◆ **INFORMATION SHOWN**
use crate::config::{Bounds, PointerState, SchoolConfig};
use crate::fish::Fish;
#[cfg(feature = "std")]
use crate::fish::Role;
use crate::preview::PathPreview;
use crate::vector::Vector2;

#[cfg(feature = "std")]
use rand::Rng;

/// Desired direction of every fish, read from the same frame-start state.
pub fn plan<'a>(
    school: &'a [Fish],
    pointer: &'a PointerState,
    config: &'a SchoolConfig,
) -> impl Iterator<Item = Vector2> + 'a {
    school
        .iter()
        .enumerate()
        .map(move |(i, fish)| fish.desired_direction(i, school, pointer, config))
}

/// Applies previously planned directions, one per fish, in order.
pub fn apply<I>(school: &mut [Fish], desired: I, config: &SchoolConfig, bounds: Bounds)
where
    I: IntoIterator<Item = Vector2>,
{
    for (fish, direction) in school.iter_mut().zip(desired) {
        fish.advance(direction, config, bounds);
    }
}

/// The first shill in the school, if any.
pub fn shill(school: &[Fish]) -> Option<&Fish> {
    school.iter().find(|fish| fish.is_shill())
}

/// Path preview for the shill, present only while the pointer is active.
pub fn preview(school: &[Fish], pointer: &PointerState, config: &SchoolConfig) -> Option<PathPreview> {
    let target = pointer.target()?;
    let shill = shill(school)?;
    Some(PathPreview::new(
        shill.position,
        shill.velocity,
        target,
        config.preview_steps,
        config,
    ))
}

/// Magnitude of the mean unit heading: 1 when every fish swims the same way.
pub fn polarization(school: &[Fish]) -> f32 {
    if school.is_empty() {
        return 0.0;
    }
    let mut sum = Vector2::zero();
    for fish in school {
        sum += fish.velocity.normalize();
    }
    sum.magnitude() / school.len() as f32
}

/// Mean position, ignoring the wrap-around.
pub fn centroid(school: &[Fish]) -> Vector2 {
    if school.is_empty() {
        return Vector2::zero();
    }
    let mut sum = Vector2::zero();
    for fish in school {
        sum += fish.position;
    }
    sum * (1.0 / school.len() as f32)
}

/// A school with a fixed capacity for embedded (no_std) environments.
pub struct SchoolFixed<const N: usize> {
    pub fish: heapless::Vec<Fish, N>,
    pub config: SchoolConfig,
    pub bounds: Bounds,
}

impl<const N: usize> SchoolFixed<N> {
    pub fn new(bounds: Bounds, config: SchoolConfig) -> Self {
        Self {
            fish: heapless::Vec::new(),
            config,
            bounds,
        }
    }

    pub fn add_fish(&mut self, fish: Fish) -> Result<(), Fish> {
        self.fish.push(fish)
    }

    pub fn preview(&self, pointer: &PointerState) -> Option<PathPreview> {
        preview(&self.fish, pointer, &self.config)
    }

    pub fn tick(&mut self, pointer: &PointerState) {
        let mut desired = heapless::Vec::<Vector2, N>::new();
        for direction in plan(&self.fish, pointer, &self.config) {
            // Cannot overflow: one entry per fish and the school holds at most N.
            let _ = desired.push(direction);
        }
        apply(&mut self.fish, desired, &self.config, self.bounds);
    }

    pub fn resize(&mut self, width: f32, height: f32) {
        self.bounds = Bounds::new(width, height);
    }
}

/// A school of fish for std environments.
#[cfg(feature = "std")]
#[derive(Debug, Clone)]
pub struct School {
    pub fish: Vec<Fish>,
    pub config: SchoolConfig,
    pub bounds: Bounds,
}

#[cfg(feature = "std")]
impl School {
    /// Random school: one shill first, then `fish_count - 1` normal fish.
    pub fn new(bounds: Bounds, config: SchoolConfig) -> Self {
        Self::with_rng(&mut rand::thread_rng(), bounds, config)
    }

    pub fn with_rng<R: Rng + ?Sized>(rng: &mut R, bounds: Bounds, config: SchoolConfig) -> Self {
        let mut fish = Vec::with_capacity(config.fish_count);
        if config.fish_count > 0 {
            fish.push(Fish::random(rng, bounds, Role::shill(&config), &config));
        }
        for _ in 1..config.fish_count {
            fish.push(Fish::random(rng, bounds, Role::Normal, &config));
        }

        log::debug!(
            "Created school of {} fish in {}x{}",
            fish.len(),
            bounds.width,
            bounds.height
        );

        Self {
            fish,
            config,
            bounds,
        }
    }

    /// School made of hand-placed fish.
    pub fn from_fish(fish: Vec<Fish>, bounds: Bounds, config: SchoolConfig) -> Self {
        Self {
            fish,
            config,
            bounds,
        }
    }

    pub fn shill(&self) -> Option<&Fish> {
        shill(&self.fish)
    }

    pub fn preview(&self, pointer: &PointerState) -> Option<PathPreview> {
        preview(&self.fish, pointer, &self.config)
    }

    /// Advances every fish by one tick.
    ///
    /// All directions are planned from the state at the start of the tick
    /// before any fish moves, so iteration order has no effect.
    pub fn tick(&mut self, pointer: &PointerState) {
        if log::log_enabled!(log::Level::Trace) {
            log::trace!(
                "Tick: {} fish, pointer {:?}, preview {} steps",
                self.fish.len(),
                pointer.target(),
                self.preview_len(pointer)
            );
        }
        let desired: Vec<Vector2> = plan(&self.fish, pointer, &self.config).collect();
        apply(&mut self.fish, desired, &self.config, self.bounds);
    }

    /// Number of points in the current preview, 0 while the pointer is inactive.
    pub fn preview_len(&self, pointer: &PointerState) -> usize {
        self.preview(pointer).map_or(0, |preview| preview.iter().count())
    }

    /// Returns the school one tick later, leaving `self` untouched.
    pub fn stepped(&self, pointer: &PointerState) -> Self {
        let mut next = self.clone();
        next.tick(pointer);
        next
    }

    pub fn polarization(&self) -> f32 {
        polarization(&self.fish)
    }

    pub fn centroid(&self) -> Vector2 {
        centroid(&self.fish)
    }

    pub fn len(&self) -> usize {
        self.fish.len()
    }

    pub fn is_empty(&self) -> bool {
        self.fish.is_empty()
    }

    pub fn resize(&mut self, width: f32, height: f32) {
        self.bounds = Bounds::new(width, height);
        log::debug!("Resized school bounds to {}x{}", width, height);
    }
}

...

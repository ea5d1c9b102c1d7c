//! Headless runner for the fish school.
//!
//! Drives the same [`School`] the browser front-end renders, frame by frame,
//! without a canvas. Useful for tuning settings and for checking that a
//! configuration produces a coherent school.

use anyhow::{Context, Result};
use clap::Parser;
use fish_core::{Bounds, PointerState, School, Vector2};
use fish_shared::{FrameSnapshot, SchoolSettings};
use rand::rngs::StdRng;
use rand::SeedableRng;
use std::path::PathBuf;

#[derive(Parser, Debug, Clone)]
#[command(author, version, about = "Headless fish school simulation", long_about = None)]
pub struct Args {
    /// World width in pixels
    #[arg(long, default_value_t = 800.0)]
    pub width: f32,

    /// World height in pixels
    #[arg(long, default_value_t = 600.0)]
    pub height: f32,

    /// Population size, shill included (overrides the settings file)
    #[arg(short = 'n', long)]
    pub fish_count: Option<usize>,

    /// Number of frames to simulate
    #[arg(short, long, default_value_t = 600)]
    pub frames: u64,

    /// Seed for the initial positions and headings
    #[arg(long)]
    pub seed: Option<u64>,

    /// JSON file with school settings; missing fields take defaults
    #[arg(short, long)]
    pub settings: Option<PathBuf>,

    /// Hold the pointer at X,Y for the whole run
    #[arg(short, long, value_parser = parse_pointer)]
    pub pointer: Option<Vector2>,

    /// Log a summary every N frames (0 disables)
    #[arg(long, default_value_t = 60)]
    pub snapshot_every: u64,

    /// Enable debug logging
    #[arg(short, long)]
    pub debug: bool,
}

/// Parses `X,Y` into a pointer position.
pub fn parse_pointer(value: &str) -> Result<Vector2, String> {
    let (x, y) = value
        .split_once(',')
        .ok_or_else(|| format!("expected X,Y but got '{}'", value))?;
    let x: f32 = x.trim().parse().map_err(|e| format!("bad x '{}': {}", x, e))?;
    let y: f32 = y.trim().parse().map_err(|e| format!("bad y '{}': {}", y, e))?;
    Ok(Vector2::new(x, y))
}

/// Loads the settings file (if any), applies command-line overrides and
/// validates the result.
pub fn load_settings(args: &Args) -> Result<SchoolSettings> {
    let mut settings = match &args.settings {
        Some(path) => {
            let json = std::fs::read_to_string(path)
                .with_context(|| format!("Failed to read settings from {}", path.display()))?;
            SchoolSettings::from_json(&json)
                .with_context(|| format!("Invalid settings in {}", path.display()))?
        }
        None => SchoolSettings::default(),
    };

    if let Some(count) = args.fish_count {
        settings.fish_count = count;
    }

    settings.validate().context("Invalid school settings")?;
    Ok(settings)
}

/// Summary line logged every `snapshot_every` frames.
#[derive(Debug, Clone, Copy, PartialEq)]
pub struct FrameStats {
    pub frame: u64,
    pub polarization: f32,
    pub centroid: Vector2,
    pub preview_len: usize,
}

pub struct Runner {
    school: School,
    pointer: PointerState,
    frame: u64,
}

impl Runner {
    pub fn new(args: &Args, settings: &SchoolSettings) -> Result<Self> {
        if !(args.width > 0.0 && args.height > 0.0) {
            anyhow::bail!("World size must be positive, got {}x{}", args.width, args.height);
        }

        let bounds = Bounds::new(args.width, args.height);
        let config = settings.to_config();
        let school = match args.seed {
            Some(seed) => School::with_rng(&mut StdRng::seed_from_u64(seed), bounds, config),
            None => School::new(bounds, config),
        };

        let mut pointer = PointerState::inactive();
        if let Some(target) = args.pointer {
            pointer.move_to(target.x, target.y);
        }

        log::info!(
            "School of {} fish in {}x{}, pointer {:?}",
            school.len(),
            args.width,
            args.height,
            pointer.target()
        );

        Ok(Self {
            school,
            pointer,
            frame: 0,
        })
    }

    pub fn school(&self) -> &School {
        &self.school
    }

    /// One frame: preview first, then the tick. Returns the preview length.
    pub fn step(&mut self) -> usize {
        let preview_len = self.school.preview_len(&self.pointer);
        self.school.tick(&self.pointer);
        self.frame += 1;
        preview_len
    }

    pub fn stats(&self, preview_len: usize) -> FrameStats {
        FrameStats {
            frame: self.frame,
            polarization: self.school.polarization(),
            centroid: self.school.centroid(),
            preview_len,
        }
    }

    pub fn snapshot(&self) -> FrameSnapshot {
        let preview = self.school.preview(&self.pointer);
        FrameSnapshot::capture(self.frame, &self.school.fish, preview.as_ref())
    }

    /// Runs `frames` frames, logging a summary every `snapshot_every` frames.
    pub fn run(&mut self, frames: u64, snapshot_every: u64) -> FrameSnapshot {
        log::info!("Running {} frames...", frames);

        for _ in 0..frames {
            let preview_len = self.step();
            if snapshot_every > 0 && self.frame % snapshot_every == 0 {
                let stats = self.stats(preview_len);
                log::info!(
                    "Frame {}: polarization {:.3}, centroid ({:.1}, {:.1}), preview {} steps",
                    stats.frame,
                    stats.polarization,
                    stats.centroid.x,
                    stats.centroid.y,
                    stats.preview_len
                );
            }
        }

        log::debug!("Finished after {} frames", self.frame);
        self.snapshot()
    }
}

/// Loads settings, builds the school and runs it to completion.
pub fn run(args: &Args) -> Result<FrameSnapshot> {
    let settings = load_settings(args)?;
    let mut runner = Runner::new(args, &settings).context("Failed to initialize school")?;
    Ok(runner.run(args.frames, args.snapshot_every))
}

==

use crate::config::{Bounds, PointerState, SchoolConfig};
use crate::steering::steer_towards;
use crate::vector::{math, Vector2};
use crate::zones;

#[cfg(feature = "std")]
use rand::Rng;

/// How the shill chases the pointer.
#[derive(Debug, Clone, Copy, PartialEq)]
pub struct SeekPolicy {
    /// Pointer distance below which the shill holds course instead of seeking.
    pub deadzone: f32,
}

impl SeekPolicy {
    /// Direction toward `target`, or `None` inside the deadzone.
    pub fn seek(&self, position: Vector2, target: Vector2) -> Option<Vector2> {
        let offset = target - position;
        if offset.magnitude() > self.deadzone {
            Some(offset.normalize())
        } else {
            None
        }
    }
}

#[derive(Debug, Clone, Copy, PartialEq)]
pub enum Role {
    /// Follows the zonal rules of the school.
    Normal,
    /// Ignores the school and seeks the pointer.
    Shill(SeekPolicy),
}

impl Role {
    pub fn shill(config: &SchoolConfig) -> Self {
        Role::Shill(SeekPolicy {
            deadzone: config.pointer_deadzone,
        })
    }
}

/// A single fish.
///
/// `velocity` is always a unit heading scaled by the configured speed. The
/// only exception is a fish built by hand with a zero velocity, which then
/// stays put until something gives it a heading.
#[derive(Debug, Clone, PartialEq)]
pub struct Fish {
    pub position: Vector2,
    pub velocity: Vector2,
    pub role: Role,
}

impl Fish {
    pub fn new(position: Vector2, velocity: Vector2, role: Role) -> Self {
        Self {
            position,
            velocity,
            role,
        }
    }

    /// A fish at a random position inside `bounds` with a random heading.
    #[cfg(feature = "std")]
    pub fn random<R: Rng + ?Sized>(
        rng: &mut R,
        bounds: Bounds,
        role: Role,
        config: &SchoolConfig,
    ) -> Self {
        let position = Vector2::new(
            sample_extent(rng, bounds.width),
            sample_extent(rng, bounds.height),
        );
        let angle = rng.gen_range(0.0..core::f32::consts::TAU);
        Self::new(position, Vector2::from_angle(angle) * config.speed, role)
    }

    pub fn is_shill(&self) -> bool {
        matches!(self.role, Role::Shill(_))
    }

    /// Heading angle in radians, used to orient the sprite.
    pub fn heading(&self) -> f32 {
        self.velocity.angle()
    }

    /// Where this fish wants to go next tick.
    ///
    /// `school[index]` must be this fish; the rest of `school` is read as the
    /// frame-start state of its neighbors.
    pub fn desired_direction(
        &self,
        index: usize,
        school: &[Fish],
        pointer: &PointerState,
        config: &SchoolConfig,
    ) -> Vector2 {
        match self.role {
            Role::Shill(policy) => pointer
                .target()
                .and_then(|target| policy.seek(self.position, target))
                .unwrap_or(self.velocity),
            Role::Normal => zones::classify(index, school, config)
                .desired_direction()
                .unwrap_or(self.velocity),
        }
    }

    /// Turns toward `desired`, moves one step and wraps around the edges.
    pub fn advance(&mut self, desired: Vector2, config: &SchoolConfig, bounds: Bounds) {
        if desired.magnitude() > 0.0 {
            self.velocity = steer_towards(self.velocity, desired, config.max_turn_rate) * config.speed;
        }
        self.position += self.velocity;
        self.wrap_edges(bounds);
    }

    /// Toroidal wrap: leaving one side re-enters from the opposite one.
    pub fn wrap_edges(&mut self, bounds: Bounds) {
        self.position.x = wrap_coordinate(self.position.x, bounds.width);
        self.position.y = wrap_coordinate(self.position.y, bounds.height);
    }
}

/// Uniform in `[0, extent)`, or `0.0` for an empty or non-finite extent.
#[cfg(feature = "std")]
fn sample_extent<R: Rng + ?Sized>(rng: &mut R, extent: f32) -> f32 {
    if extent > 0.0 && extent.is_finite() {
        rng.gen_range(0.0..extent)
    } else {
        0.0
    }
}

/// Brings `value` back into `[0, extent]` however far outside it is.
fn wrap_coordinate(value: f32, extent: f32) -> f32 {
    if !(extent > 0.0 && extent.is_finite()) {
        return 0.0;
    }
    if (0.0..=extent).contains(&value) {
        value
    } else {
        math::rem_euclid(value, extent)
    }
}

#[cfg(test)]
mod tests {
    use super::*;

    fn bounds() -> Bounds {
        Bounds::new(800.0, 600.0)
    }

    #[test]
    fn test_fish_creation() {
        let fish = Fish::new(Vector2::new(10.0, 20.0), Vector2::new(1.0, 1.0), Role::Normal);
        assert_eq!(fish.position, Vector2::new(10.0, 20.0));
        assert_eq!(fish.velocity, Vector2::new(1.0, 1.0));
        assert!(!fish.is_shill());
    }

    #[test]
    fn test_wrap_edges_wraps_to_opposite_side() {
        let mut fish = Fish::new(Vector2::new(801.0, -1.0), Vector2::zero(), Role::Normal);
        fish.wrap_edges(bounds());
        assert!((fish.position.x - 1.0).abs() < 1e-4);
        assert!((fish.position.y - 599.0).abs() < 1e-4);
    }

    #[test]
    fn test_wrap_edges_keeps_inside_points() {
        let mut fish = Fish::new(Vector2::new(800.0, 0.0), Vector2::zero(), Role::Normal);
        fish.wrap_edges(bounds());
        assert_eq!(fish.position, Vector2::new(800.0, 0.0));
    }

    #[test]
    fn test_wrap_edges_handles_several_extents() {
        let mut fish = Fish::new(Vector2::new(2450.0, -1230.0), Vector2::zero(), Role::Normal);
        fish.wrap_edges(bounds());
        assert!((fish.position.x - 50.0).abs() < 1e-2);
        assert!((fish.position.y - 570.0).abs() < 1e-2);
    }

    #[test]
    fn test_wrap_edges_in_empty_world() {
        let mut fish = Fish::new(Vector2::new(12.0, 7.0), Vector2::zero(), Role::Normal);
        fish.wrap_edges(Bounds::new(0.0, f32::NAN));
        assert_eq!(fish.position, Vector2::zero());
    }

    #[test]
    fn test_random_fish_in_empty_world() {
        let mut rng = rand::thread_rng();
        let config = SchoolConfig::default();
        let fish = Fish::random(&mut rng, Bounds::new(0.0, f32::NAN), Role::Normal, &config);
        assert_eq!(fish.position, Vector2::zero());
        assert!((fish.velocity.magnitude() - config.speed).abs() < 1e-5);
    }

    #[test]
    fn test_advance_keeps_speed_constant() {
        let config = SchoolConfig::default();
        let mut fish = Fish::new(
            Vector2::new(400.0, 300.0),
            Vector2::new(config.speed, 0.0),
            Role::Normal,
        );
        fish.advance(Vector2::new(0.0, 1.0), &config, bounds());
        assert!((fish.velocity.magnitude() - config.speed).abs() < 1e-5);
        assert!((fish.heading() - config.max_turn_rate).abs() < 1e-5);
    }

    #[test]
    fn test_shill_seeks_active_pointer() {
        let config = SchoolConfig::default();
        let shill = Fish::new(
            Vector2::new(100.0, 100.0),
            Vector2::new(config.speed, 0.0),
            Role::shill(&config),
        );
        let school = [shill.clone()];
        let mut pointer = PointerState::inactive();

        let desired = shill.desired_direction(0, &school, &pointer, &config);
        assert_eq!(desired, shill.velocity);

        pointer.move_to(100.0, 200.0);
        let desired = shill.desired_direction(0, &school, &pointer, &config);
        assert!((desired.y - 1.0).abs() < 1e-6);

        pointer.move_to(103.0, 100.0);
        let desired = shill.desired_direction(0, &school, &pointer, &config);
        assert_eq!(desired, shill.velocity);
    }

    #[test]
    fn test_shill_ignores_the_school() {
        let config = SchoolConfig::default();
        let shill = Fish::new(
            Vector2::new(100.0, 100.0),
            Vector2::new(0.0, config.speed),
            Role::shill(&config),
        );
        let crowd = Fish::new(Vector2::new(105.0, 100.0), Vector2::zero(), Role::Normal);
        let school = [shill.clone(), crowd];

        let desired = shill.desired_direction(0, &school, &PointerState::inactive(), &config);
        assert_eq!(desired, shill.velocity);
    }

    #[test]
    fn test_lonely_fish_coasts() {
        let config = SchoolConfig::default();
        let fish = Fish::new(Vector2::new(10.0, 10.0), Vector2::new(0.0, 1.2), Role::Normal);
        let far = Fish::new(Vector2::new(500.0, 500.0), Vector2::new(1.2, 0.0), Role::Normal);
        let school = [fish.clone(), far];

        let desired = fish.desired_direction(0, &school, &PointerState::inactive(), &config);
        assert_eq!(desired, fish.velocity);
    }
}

◆ **REQUIREMENT**
The required answer is the exact run of lines above starting at the line with "#[arg(long, default_value_t = 60)]" and ending at the line with "let x: f32 = x.trim().parse().map_err(|e|", with both ends present.

◆ **SOLUTION FOR THIS EXERCISE**
    #[arg(long, default_value_t = 60)]
    pub snapshot_every: u64,

    /// Enable debug logging
    #[arg(short, long)]
    pub debug: bool,
}

/// Parses `X,Y` into a pointer position.
pub fn parse_pointer(value: &str) -> Result<Vector2, String> {
    let (x, y) = value
        .split_once(',')
        .ok_or_else(|| format!("expected X,Y but got '{}'", value))?;
    let x: f32 = x.trim().parse().map_err(|e| format!("bad x '{}': {}", x, e))?;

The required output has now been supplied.